Charitable Remainder Trust

A charitable remainder unitrust can help you maintain or increase your income while making a significant gift to Walnut Hill School for the Arts.
If your unitrust grows, your payments will grow too, providing a hedge against inflation. A unitrust provides more flexibility than other life income plans.
A charitable remainder unitrust could be right for you if:
- You want to provide income for yourself or others.
- You want the possibility of income growth.
- You want to save income taxes or capital gains taxes.
- You want to choose the person who administers your gift and guides its investments.
- You want to make a generous gift to Walnut Hill.

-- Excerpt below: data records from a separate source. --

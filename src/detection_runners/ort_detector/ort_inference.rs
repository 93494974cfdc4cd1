use anyhow::Result;
use image::RgbImage;
use ndarray::{s, Axis};
use rayon::prelude::*;
use regex::Regex;

use crate::common::{BoxType, BvrDetection, BvrImage, ModelVersion, YoloPreds};
use crate::data::{ConfigOrt, Xs, Y};
use crate::detection_runners::inference_process::InferenceProcess;
use crate::detection_runners::ort_detector::image_ops;
use crate::detection_runners::ort_detector::OrtEngine;
use crate::detectors::Detector;

#[derive(Debug)]
pub struct OrtYOLO {
    engine: OrtEngine,
    nc: usize,
    conf: f32,
    iou: f32,
    names: Vec<String>,
    layout: YoloPreds,
    version: ModelVersion,
    profile: bool,
}

impl InferenceProcess for OrtYOLO {
    type Input = RgbImage;

    fn new(options: ConfigOrt) -> Result<Self> {
        let engine = OrtEngine::new(&options)?;

        let version = match options.yolo_version {
            Some(version) => version,
            None => anyhow::bail!("No YOLO version specified, unable to pick an output layout."),
        };
        let layout = version.preds();

        // Class names: user-defined.or(parsed)
        let names_parsed = Self::fetch_names(&engine)?;
        let names = match names_parsed {
            Some(names_parsed) => match options.names {
                Some(names) => {
                    if names.len() != names_parsed.len() {
                        anyhow::bail!(
                            "The lengths of parsed class names: {} and user-defined class names: {} do not match.",
                            names_parsed.len(),
                            names.len(),
                        );
                    }
                    Some(names)
                }
                None => Some(names_parsed),
            },
            None => options.names,
        };

        // nc: names.len().or(options.nc)
        let nc = match &names {
            Some(names) => names.len(),
            None => match options.nc {
                Some(nc) => nc,
                None => anyhow::bail!(
                    "Unable to obtain the number of classes. Please specify them explicitly using `with_nc(usize)` or `with_names(&[&str])`."
                ),
            }
        };

        let names = names.unwrap_or_else(|| Self::n2s(nc));

        log::info!("YOLO Version: {} | Classes: {} | Conf: {} | IoU: {}", version.name(), nc, options.conf, options.iou);

        let mut yolo = Self {
            engine,
            nc,
            conf: options.conf,
            iou: options.iou,
            names,
            layout,
            version,
            profile: options.profile,
        };

        // Warm up so the first live frame does not pay for graph initialization
        let (w, h) = (yolo.engine.width(), yolo.engine.height());
        for _ in 0..options.num_dry_run {
            yolo.run(&[RgbImage::new(w, h)])?;
        }

        Ok(yolo)
    }

    fn preprocess(&self, xs: &[Self::Input]) -> Result<Xs> {
        let x = image_ops::preprocess(xs, self.engine.height(), self.engine.width())?;
        Ok(Xs::from(x))
    }

    fn inference(&mut self, xs: Xs) -> Result<Xs> {
        self.engine.run(xs)
    }

    fn postprocess(&self, xs: Xs, xs0: &[Self::Input]) -> Result<Vec<Y>> {
        let preds = match xs.first() {
            Some(preds) => preds,
            None => anyhow::bail!("Model produced no outputs"),
        };
        if preds.ndim() != 3 {
            anyhow::bail!("Expected a 3D prediction tensor, got shape {:?}", preds.shape());
        }

        let row_len = self.layout.row_len(self.nc);
        let feature_axis = if self.layout.is_anchors_first() { 2 } else { 1 };
        if preds.shape()[feature_axis] != row_len {
            anyhow::bail!(
                "Prediction shape {:?} does not match {} layout with {} classes",
                preds.shape(),
                self.version.name(),
                self.nc,
            );
        }

        if preds.shape()[0] != xs0.len() {
            anyhow::bail!("Batch of {} predictions for {} images", preds.shape()[0], xs0.len());
        }

        let ys: Vec<Y> = preds
            .axis_iter(Axis(0))
            .into_par_iter()
            .enumerate()
            .map(|(idx, preds)| {
                let (slice_bboxes, slice_id, slice_clss, slice_confs) = self.layout.parse_preds(preds, self.nc);

                let (image_width, image_height) = xs0[idx].dimensions();
                let ratio = image_ops::letterbox_ratio(image_width, image_height, self.engine.width(), self.engine.height());

                let detections = slice_bboxes
                    .axis_iter(Axis(0))
                    .into_par_iter()
                    .enumerate()
                    .filter_map(|(i, bbox)| {
                        // confidence & class_id
                        let (class_id, confidence) = match &slice_id {
                            Some(ids) => (ids[[i, 0]] as usize, slice_clss[[i, 0]]),
                            None => {
                                let (class_id, &confidence) = slice_clss
                                    .slice(s![i, ..])
                                    .into_iter()
                                    .enumerate()
                                    .max_by(|a, b| a.1.total_cmp(b.1))?;

                                match &slice_confs {
                                    None => (class_id, confidence),
                                    Some(slice_confs) => (class_id, confidence * slice_confs[[i, 0]]),
                                }
                            }
                        };

                        // filtering low scores
                        if confidence < self.conf || class_id >= self.nc {
                            return None;
                        }

                        // back to source image space
                        let (a, b, c, d) = (bbox[0] / ratio, bbox[1] / ratio, bbox[2] / ratio, bbox[3] / ratio);

                        let (x1, y1, x2, y2) = match self.layout.box_type() {
                            BoxType::Cxcywh => (a - c / 2., b - d / 2., a + c / 2., b + d / 2.),
                            BoxType::Xyxy => (a, b, c, d),
                        };

                        let x1 = x1.clamp(0., image_width as f32);
                        let y1 = y1.clamp(0., image_height as f32);
                        let x2 = x2.clamp(0., image_width as f32);
                        let y2 = y2.clamp(0., image_height as f32);

                        Some(BvrDetection::default()
                            .with_x1y1_x2y2(x1, y1, x2, y2)
                            .with_confidence(confidence)
                            .with_class_id(class_id as isize)
                            .with_label(&self.names[class_id]))
                    })
                    .collect::<Vec<_>>();

                let mut y = Y::default().with_detections(&detections);
                if self.layout.apply_nms {
                    y = y.apply_nms(self.iou);
                }
                y
            })
            .collect();

        Ok(ys)
    }
}

impl Detector for OrtYOLO {
    fn detect(&mut self, frame: &BvrImage) -> Result<Vec<BvrDetection>> {
        let ys = self.forward(std::slice::from_ref(&frame.image), self.profile)?;
        Ok(ys.into_iter().next().map(Y::into_detections).unwrap_or_default())
    }
}

impl OrtYOLO {
    pub fn version(&self) -> ModelVersion {
        self.version
    }

    pub fn names(&self) -> &[String] {
        &self.names
    }

    pub fn layout(&self) -> &YoloPreds {
        &self.layout
    }

    pub fn engine(&self) -> &OrtEngine {
        &self.engine
    }

    fn fetch_names(engine: &OrtEngine) -> Result<Option<Vec<String>>> {
        // fetch class names from onnx metadata
        // String format: `{0: 'person', 1: 'bicycle', 2: 'sports ball', ..., 27: "yellow_lady's_slipper"}`
        let names = match engine.try_fetch("names") {
            Some(names) => names,
            None => return Ok(None),
        };
        Ok(Some(parse_class_names(&names)?))
    }

    fn n2s(n: usize) -> Vec<String> {
        (0..n).map(|x| format!("# {}", x)).collect::<Vec<String>>()
    }
}

/// Parses the `names` metadata string Ultralytics exports embed into ONNX models.
pub fn parse_class_names(names: &str) -> Result<Vec<String>> {
    let re = Regex::new(r#"(['"])([-()\w '"]+)(['"])"#)?;
    Ok(re
        .captures_iter(names)
        .map(|x| x.extract())
        .map(|(_, [_, name, _])| name.to_string())
        .collect())
}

- You are considering a gift amount of $100,000 or more.
How it Works
- You irrevocably transfer cash, securities, or other property to a trust.
- You receive an income tax deduction and pay no capital gains tax. During its term, the trust pays a percentage of its value each year to you or to anyone you name.
- When the trust ends, its remaining principal passes to Walnut Hill.
How Your Gift Helps
Your gifts to Walnut Hill School for the Arts help to educate talented, accomplished, and intellectually engaged young artists from all over the world. It will provide Walnut Hill with the resources to . . .
- develop new arts programming, enhance our facilities, and recruit talented and dedicated faculty;
- promote our core values of community, creativity, excellence, growth, and respect;
- invest in today’s Walnut Hill students, and those of future generations to come.
Charitable Remainder Trust Details
- Separate trust
- Irrevocable gift
- Payments vary with value of unitrust
- Remaining assets to Walnut Hill School for the Arts
- You choose the payment percentage
- Payment flexibility
- Who can receive payments?
- How long do payments last?
- Tax benefits
- Taxation of payments
- Add funds anytime
- Assets to consider giving
Separate trust
Irrevocable gift
Payments vary with value of unitrust
Remaining assets to Walnut Hill School for the Arts
You choose the payment percentage
Payment flexibility
Who can receive payments?
How long do payments last?
Tax benefits
Taxation of payments
Add funds anytime
Assets to consider giving
Example
Katty Wong is 76 years old and her husband, John, is 75. Many of the stocks in their portfolio have appreciated substantially in value over the many years the Wongs have owned them. They are enthusiastic about making a major gift to support Walnut Hill School for the Arts, but they also would welcome a way to receive greater income from their investments without paying a big capital gains tax.
After consulting with their advisor, the Wongs find that a 5% charitable remainder unitrust funded with $500,000 in assets will meet their needs perfectly. They fund their unitrust with $400,000 in stocks plus $100,000 from a money market fund. They paid a total of $75,000 for the stocks, which currently produce about 2% in dividends each year. Their money market fund has been earning about 2% interest annually.
Benefits
- The Wongs will receive $25,000 in payments in the first year of their unitrust, significantly increasing the income they had been receiving from these assets. If the income and appreciation of the trust’s investments, net of costs and fees, total 7% annually, their payments will grow to over $33,647/year* in 16 years.
- The Wongs will receive an immediate income tax charitable deduction of about $241,160**.
- The Wongs’ trustee will be able to sell their stock immediately in order to diversify their unitrust’s investments without paying any capital gains tax.
- Assuming its investments earn a 7% net annual return on the unitrust’s investments, over $686,393* will be left in the Wongs’ unitrust to support Walnut Hill School for the Arts when their unitrust terminates.
*The future payment amounts and principal amount remaining for Walnut Hill School for the Arts will be lower if the Wongs’ unitrust earns less than 7% annually.
**The Wongs’ income tax charitable deduction will vary slightly depending on the timing of their gift.